I'm Loving It ... Not!
My first memory of school is looking out into a beautiful, old-style, Maltese garden, where children as small as I was were eating their Maltese-bread-and-strawberry-jam-sandwiches and either teasing each other or crying their hearts out and trying to swallow whole boluses of sickly-sweet sandwich between the heart-broken snivelling ...
I don't know why the children all seemed to know each other, whilst I didn't know them. Maybe I started school late, as I was born rather late in the year, which always made me the youngest child in class. Anyhow, there I stood, clutching my new school case to my chest, as if it would protect me against the onslaught, and looking at the tear-, strawberry jam- and snot-bedecked gore as it unfolded before me.
I don't know if this was my first day at school or not. This is just my first memory, and it is followed by more memories of tearful grand-entrances into school, swollen noses and tingling eyes - and lots and lots of coercing and cajoling in order to get me into class. At some point I must have gotten used to it and stopped crying because I started noticing the head teacher every morning: the details about her as she sat under the staircase with coiffed, grey-purplish hair (she must have been in the habit of giving it a regular rinse) immaculately tucked under a hair net, bidding "good morning" to us as we were dragged unwillingly into the class room. My mother says I never stopped crying to go to school during that first year - I beg to differ.
My first teachers were a set of identical twins, and at three, it was confusing - who on earth was who? I'd look into the next room and there was my teacher all over again, looking just like the girl who was writing numbers or drawing stick people on the board, in coloured chalk, in front of me. Wherever I looked it was the same face and the same voice - but they didn't have the same name!
And on it went, day in day out - the old school mistress under the stairs, the twin teachers, some letters and numbers, and more stick-people, the teasing and crying - and the strawberry jam sandwiches which I've hated ever since.
The next year I graduated to another school, and this time it wasn't close to home. No, I had to go there using the school bus. So every gray morning saw me waiting for the blessed bus with my satchel held tightly in my hands, together with a couple of equally bedraggled, whining school-mates. Mummies said good-bye profusely every day, making it a point to say "see you soon" as loudly and as clearly as possible, as the bus spouted fumes and back-fired loudly ... and off we went. It was a long way to school and the sun never shone on that route. Again, all around me were wailing kids, snivels and sodden hankies - and I'm sure I wailed louder than anyone there.
The new school was bigger - it was a place of large corridors, screaming teachers and children sitting over little puddles of their own making while trying to learn their ABCs. I was always impressed by the puddles, but I never produced one. That, it seemed, was something to be happy about, although I could not really understand why.

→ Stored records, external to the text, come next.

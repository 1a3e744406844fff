//! Unit tests for log aggregation.

use classlog::catalog::{merge_classes, StoredClass, StoredLesson};
use classlog::progression::aggregate;
use classlog::LogRecord;

fn stored(id: &str, lessons: &[&str]) -> StoredClass {
    StoredClass {
        id: id.to_string(),
        name: id.to_uppercase(),
        lessons: lessons
            .iter()
            .map(|l| StoredLesson {
                id: l.to_string(),
                name: l.to_uppercase(),
            })
            .collect(),
    }
}

#[test]
fn test_empty_inputs() {
    let counts = aggregate(&[], &[]);
    assert_eq!(counts.unique_classes_logged, 0);
    assert_eq!(counts.total_logs, 0);
    assert_eq!(counts.custom_class_count, 0);
    assert_eq!(counts.custom_lesson_count, 0);
}

#[test]
fn test_unique_classes_counted_once() {
    let logs = vec![
        LogRecord::new("a", "x"),
        LogRecord::new("a", "y"),
        LogRecord::new("b", "x"),
    ];
    let counts = aggregate(&logs, &[]);
    assert_eq!(counts.unique_classes_logged, 2);
    assert_eq!(counts.total_logs, 3);
}

#[test]
fn test_custom_counts_from_merged_catalog() {
    let builtin = vec![stored("gracie-combatives", &["gc-01", "gc-02"])];
    let custom = vec![
        // overlay: one new lesson on a built-in class
        stored("gracie-combatives", &["gc-01", "extra"]),
        stored("judo", &["throws", "pins"]),
        stored("wrestling", &[]),
    ];
    let catalog = merge_classes(&builtin, &custom);

    let counts = aggregate(&[], catalog.classes());
    assert_eq!(counts.custom_class_count, 2);
    assert_eq!(counts.custom_lesson_count, 3);
}
//! Log record types and lenient timestamp parsing.
//!
//! Timestamps are kept as the raw strings the stores persist and parsed on
//! demand, so a single bad record never prevents the rest of the history from
//! loading.

use chrono::{DateTime, Datelike, FixedOffset, NaiveDate, NaiveDateTime, Timelike, Weekday};
use serde::{Deserialize, Serialize};
use uuid::Uuid;

/// A single logged class + lesson session.
#[derive(Debug, Clone, PartialEq, Eq, Serialize, Deserialize)]
#[serde(rename_all = "camelCase")]
pub struct LogRecord {
    /// Unique identifier
    pub id: String,
    /// Class the session belongs to
    pub class_id: String,
    /// Lesson within the class
    pub lesson_id: String,
    /// Session date (RFC 3339 or ISO-8601 string)
    #[serde(default)]
    pub date: Option<String>,
    /// Session time of day (RFC 3339 or ISO-8601 string)
    #[serde(default)]
    pub time: Option<String>,
    /// Free-form note
    #[serde(default, skip_serializing_if = "Option::is_none")]
    pub note: Option<String>,
}

impl LogRecord {
    /// Create a new record with a freshly generated id.
    pub fn new(class_id: &str, lesson_id: &str) -> Self {
        Self {
            id: Uuid::new_v4().to_string(),
            class_id: class_id.to_string(),
            lesson_id: lesson_id.to_string(),
            date: None,
            time: None,
            note: None,
        }
    }

    /// Set the session date.
    pub fn with_date(mut self, date: impl Into<String>) -> Self {
        self.date = Some(date.into());
        self
    }

    /// Set the session time.
    pub fn with_time(mut self, time: impl Into<String>) -> Self {
        self.time = Some(time.into());
        self
    }

    /// Attach a note. Blank notes are dropped.
    pub fn with_note(mut self, note: impl Into<String>) -> Self {
        let note = note.into();
        self.note = if note.trim().is_empty() { None } else { Some(note) };
        self
    }

    /// Local wall-clock value of the `date` field.
    pub fn local_date(&self, offset: &FixedOffset) -> Option<NaiveDateTime> {
        self.date.as_deref().and_then(|raw| parse_local(raw, offset))
    }

    /// Local wall-clock value of the `time` field.
    pub fn local_time(&self, offset: &FixedOffset) -> Option<NaiveDateTime> {
        self.time.as_deref().and_then(|raw| parse_local(raw, offset))
    }

    /// Local hour (0-23) the session happened at.
    pub fn local_hour(&self, offset: &FixedOffset) -> Option<u32> {
        self.local_time(offset).map(|t| t.hour())
    }

    /// Local weekday of the session date.
    pub fn local_weekday(&self, offset: &FixedOffset) -> Option<Weekday> {
        self.local_date(offset).map(|d| d.weekday())
    }
}

/// Parse a stored timestamp into local wall-clock time.
///
/// Accepts RFC 3339 (converted into `offset`), naive `YYYY-MM-DDTHH:MM:SS[.f]`
/// or `YYYY-MM-DD HH:MM:SS` (already local), and a bare `YYYY-MM-DD` (local
/// midnight). Returns `None` for anything else.
pub fn parse_local(raw: &str, offset: &FixedOffset) -> Option<NaiveDateTime> {
    let raw = raw.trim();
    if raw.is_empty() {
        return None;
    }

    if let Ok(dt) = DateTime::parse_from_rfc3339(raw) {
        return Some(dt.with_timezone(offset).naive_local());
    }

    for format in ["%Y-%m-%dT%H:%M:%S%.f", "%Y-%m-%d %H:%M:%S%.f", "%Y-%m-%dT%H:%M"] {
        if let Ok(naive) = NaiveDateTime::parse_from_str(raw, format) {
            return Some(naive);
        }
    }

    NaiveDate::parse_from_str(raw, "%Y-%m-%d")
        .ok()
        .and_then(|d| d.and_hms_opt(0, 0, 0))
}
//! Init-config command implementation

use anyhow::{bail, Context as _, Result};
use std::path::Path;
use tracing::info;

use classlog::storage::config::{get_config_path, get_data_dir, save_config};
use classlog::AppConfig;

/// Write the default configuration to `path` (or the default location).
pub fn init_command(path: Option<&Path>, force: bool) -> Result<()> {
    let path = path.map(Path::to_path_buf).unwrap_or_else(get_config_path);

    if path.exists() && !force {
        bail!(
            "Config file already exists at {}. Use --force to overwrite.",
            path.display()
        );
    }

    let config = AppConfig {
        data_dir: get_data_dir(),
        ..Default::default()
    };
    save_config(&config, &path)
        .with_context(|| format!("Failed to write config to {}", path.display()))?;

    info!("Created configuration at {}", path.display());
    println!("Wrote {}", path.display());
    println!("Database: {}", config.database_path().display());

    Ok(())
}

This year there was also something new - we all wore the same clothes, which they called a uniform, and which was all covered by a little pinny whilst we were doing our work.
Our breaks were held downstairs in the garden, and now there was also some fun to be had playingRing a Ring of Roses, Oranges and Lemons and jumping between lengths of elastic stretched between legs - but it was also a time when the boys started showing just what made them tick, flaunting their newly-learnt tricks like pulling up skirts and pushing girls in the soil just for the fun of it. The ultimate retaliation to get back at such cheekiness, and meant to strike fear into the hearts of the wayward, little school-yard nuisances was holding out one's hand with the palm of the hand facing the culprit and crying, "I'll 'cuse you", which we all did with such frequency that whoever was in charge of supervising play-time, and receiving these "accusations", must have been half silly by the time she set off for home.
The school-yard was also a place of "education". This was a small yard and the toilets were close by - a muddle of boys and girls, all pushing to get in as fast as they could and not miss a minute of play-time if they could help it. The toilets at school is where I (and doubtlessly many others) discovered that boys were vastly different to girls, and that they were almost nothing short of another species altogether.
Off, finally went the bell, and back to the boring job of learning letters and numbers and listening to our teacher telling us how bad, naughty and disappointing we were. Punishments flew about all over the place in a desperate attempt to keep us all quiet and concentrating on what we had to do. One girl I knew must have spent half the year tied to her chair with a skipping rope, and there was always someone in the corner or showing off a freshly-spanked, red hand to the lucky ones who had escaped the teacher's wrath. Lessons were regularly punctuated by parents calling for the little, puddle-children, who called for them and took them back home, wet and in red-faced disgrace.
Once a week we ate lunch at school - or at least I did. There we sat at the huge tables in the refectory, our feet swinging in the air, waiting for our plate of convent fare. Foul was the word to describe the food. It usually took the shape of watery soup, lumps of black meat splashing around for dear life in a quagmire of brown sauce - which most of us left untouched - and custard desserts in dark pink and green, strewn with coconut and a cherry or two. The nuns cajoled and told us to eat and not to waste food, but it was like asking ... Sometimes we had spaghetti in tomato sauce, and we loved that, although we invariably ended up looking as if our pinnies had eaten more of it than we had.
After lunch it was back on the bus and the long ride home, clutching the satchel which reminded me that I had a home somewhere, and that soon I would be there - in familiar surroundings - and not out here, alone, in a strange world. The trip home was a brighter trip all round, and sometimes song actually broke out amongst us. This must have been a great relief from the point of view of the teachers on the bus. Here, at last, was the end of yet another day full of tears, strife and the gnashing of little milk teeth.
Along the years, there were two further schools to get used to, each one drearier than the one before it. The tears and red eyes and noses made their way out of my school days somewhere along the way, however I can never say I ever really loved school and always attended with a heavy heart. In fact, I hated it with a passion although somehow, and by some miracle, it did its job and I actually learnt something, passed my exams and finally got out the other end in one piece.
Finally, please spare a thought for the hundreds of little sweet-hearts who will be going to school for the first time this year, with very heavy, little hearts cradled in their chests. It's a big, big step for these little mites, and they need all the love, help and understanding they can get.